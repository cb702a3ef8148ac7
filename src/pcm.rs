//! Partition combination matrices (PCMs).
//!
//! A PCM for a partitioning with `k` partitions over a node space of size `d`
//! is a `d × k` matrix. A *binary* PCM selects one representative node per
//! partition: column `p` holds a single `1` in the row of the node chosen for
//! partition `p`, and zeros elsewhere.
//!
//! Given a weight matrix `M` and PCMs `C_in`, `C_out` for the input and output
//! layers, `C_outᵀ · M · C_in` is the weight matrix obtained by keeping only
//! the chosen representatives.
//!
//! # Example
//!
//! ```
//! use ann_rs::pcm::binary_pcms;
//! use ann_rs::types::Partitioning;
//!
//! let partitioning = Partitioning::from(vec![vec![0, 2], vec![1]]);
//! let pcms: Vec<_> = binary_pcms(&partitioning).collect();
//! assert_eq!(pcms.len(), 2);
//! assert_eq!(pcms[0].shape(), &[3, 2]);
//! ```
//!
//! # Performance
//!
//! The number of binary PCMs is the product of the partition sizes. Both
//! iterators here are lazy: one matrix is materialized per step, never the
//! whole set.

use std::iter::FusedIterator;

use log::debug;
use ndarray::Array2;

use crate::error::{AbstractionError, Result};
use crate::types::Partitioning;

/// Returns the PCMs of `partitioning`.
///
/// With `only_binary = true` this yields every binary PCM. The set of
/// non-binary PCMs is uncountable, so `only_binary = false` always fails with
/// [`AbstractionError::NonComputableEnumeration`].
pub fn pcms(partitioning: &Partitioning, only_binary: bool) -> Result<Pcms<'_>> {
    debug!(
        "pcms(partitions = {}, only_binary = {})",
        partitioning.len(),
        only_binary
    );
    if !only_binary {
        return Err(AbstractionError::NonComputableEnumeration);
    }
    Ok(binary_pcms(partitioning))
}

/// Returns an iterator over all binary PCMs of `partitioning`.
pub fn binary_pcms(partitioning: &Partitioning) -> Pcms<'_> {
    Pcms::new(partitioning)
}

/// Builds the binary PCM selecting `assignment[p]` for every partition `p`.
pub fn pcm_from_assignment(assignment: &[usize], node_count: usize) -> Array2<f64> {
    let mut pcm = Array2::zeros((node_count, assignment.len()));
    for (partition, &node) in assignment.iter().enumerate() {
        pcm[[node, partition]] = 1.0;
    }
    pcm
}

/// Iterator over the Cartesian product of the partitions of a partitioning.
///
/// Each item holds the representative node chosen for every partition, in
/// partition order. The last partition varies fastest.
#[derive(Debug, Clone)]
pub struct Assignments<'a> {
    partitioning: &'a Partitioning,
    /// Position inside each partition of the next assignment.
    cursor: Vec<usize>,
    remaining: Option<usize>,
    done: bool,
}

impl<'a> Assignments<'a> {
    pub fn new(partitioning: &'a Partitioning) -> Self {
        let done = partitioning.iter().any(|partition| partition.is_empty());
        let remaining = partitioning
            .iter()
            .try_fold(1usize, |acc, partition| acc.checked_mul(partition.len()));
        Assignments {
            partitioning,
            cursor: vec![0; partitioning.len()],
            remaining,
            done,
        }
    }

    /// Moves the cursor to the next assignment, odometer style.
    fn advance(&mut self) {
        for p in (0..self.cursor.len()).rev() {
            self.cursor[p] += 1;
            if self.cursor[p] < self.partitioning[p].len() {
                return;
            }
            self.cursor[p] = 0;
        }
        // Wrapped around every digit (or there are none).
        self.done = true;
    }
}

impl Iterator for Assignments<'_> {
    type Item = Vec<usize>;

    fn next(&mut self) -> Option<Self::Item> {
        if self.done {
            return None;
        }
        let assignment = self
            .cursor
            .iter()
            .zip(self.partitioning.iter())
            .map(|(&i, partition)| partition[i])
            .collect();
        self.advance();
        if let Some(remaining) = self.remaining.as_mut() {
            *remaining -= 1;
        }
        Some(assignment)
    }

    fn size_hint(&self) -> (usize, Option<usize>) {
        if self.done {
            return (0, Some(0));
        }
        match self.remaining {
            Some(n) => (n, Some(n)),
            None => (usize::MAX, None),
        }
    }
}

impl FusedIterator for Assignments<'_> {}

/// Iterator over the binary PCMs of a partitioning.
///
/// Created by [`binary_pcms()`] or [`pcms()`]. A clone continues from the same
/// position; call [`binary_pcms()`] again to enumerate from the beginning.
#[derive(Debug, Clone)]
pub struct Pcms<'a> {
    assignments: Assignments<'a>,
    node_count: usize,
}

impl<'a> Pcms<'a> {
    pub fn new(partitioning: &'a Partitioning) -> Self {
        Pcms {
            assignments: Assignments::new(partitioning),
            node_count: partitioning.node_count(),
        }
    }

    /// Size of the node space, i.e. the number of rows of every PCM.
    pub fn node_count(&self) -> usize {
        self.node_count
    }
}

impl Iterator for Pcms<'_> {
    type Item = Array2<f64>;

    fn next(&mut self) -> Option<Self::Item> {
        let assignment = self.assignments.next()?;
        Some(pcm_from_assignment(&assignment, self.node_count))
    }

    fn size_hint(&self) -> (usize, Option<usize>) {
        self.assignments.size_hint()
    }
}

impl FusedIterator for Pcms<'_> {}

#[cfg(test)]
mod tests {
    use ndarray::array;
    use test_log::test;

    use super::*;

    #[test]
    fn test_non_binary_fails() {
        let partitioning = Partitioning::from(vec![vec![0, 2], vec![1]]);
        assert_eq!(
            pcms(&partitioning, false).unwrap_err(),
            AbstractionError::NonComputableEnumeration
        );
    }

    #[test]
    fn test_binary_pcms() {
        let partitioning = Partitioning::from(vec![vec![0, 2], vec![1]]);
        let output: Vec<_> = pcms(&partitioning, true).unwrap().collect();
        let truth = [
            array![[1., 0.], [0., 1.], [0., 0.]],
            array![[0., 0.], [0., 1.], [1., 0.]],
        ];
        assert_eq!(output.len(), truth.len());
        for matrix in &truth {
            assert!(output.contains(matrix));
        }
    }

    #[test]
    fn test_assignment_order() {
        let partitioning = Partitioning::from(vec![vec![0, 1], vec![2, 3]]);
        let assignments: Vec<_> = Assignments::new(&partitioning).collect();
        assert_eq!(
            assignments,
            vec![vec![0, 2], vec![0, 3], vec![1, 2], vec![1, 3]]
        );
    }

    #[test]
    fn test_size_hint() {
        let partitioning = Partitioning::from(vec![vec![0, 1, 2], vec![3, 4]]);
        let mut it = binary_pcms(&partitioning);
        assert_eq!(it.size_hint(), (6, Some(6)));
        it.next();
        assert_eq!(it.size_hint(), (5, Some(5)));
        assert_eq!(it.count(), 5);
    }

    #[test]
    fn test_restartable() {
        let partitioning = Partitioning::from(vec![vec![0, 1], vec![2]]);
        let first: Vec<_> = binary_pcms(&partitioning).collect();
        let second: Vec<_> = binary_pcms(&partitioning).collect();
        assert_eq!(first, second);
    }

    #[test]
    fn test_empty_partitioning() {
        let partitioning = Partitioning::default();
        let pcms: Vec<_> = binary_pcms(&partitioning).collect();
        assert_eq!(pcms.len(), 1);
        assert_eq!(pcms[0].shape(), &[0, 0]);
    }

    #[test]
    fn test_empty_partition_yields_nothing() {
        let partitioning = Partitioning::from(vec![vec![0], vec![]]);
        assert_eq!(binary_pcms(&partitioning).count(), 0);
    }

    #[test]
    fn test_fused() {
        let partitioning = Partitioning::from(vec![vec![0]]);
        let mut it = binary_pcms(&partitioning);
        assert!(it.next().is_some());
        assert!(it.next().is_none());
        assert!(it.next().is_none());
    }

    #[test]
    fn test_pcm_from_assignment() {
        let pcm = pcm_from_assignment(&[2, 0], 3);
        assert_eq!(pcm, array![[0., 1.], [0., 0.], [1., 0.]]);
    }
}
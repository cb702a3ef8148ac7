//! Column scaling of merged weight matrices.

use ndarray::{Array2, ArrayView1, Axis};

/// Returns a copy of `matrix` with column `j` multiplied by `scales[j]`.
///
/// # Panics
///
/// Panics if `scales.len()` differs from the number of columns.
pub fn scale_columns(matrix: &Array2<f64>, scales: &[f64]) -> Array2<f64> {
    assert_eq!(
        matrix.ncols(),
        scales.len(),
        "Expected one scale per column"
    );
    let scales = ArrayView1::from(scales).insert_axis(Axis(0));
    matrix * &scales
}

#[cfg(test)]
mod tests {
    use approx::assert_relative_eq;
    use ndarray::array;
    use test_log::test;

    use super::*;

    #[test]
    fn test_scale_columns() {
        let matrix = array![[1., 2., 3.], [4., 5., 6.]];
        let scaled = scale_columns(&matrix, &[2., 0., -1.]);
        assert_eq!(scaled, array![[2., 0., -3.], [8., 0., -6.]]);
        // The input is left untouched.
        assert_eq!(matrix, array![[1., 2., 3.], [4., 5., 6.]]);
    }

    #[test]
    fn test_scale_by_ones() {
        let matrix = array![[0.5, -2.0], [3.25, 1e-3]];
        assert_eq!(scale_columns(&matrix, &[1., 1.]), matrix);
    }

    #[test]
    fn test_scale_reciprocal() {
        let matrix = array![[0.3, 1.7], [-2.9, 4.1], [5.5, -0.1]];
        let scales = [3.0, 7.0];
        let back: Vec<f64> = scales.iter().map(|s| 1.0 / s).collect();
        let restored = scale_columns(&scale_columns(&matrix, &scales), &back);
        for (a, b) in restored.iter().zip(matrix.iter()) {
            assert_relative_eq!(*a, *b, epsilon = 1e-12);
        }
    }

    #[test]
    fn test_scale_empty() {
        let matrix = Array2::<f64>::zeros((0, 0));
        assert_eq!(scale_columns(&matrix, &[]).shape(), &[0, 0]);
    }

    #[test]
    #[should_panic(expected = "Expected one scale per column")]
    fn test_scale_length_mismatch() {
        scale_columns(&array![[1., 2.]], &[1.]);
    }
}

» **TASK ITEM**
The lines from the top of the data above down to the line containing "representative node per" are to be copied exactly; no other line should appear.

» **SOLUTION BELOW**
repository cb702a3ef8148ac7
filename src/pcm.rs
//! Partition combination matrices (PCMs).
//!
//! A PCM for a partitioning with `k` partitions over a node space of size `d`
//! is a `d × k` matrix. A *binary* PCM selects one representative node per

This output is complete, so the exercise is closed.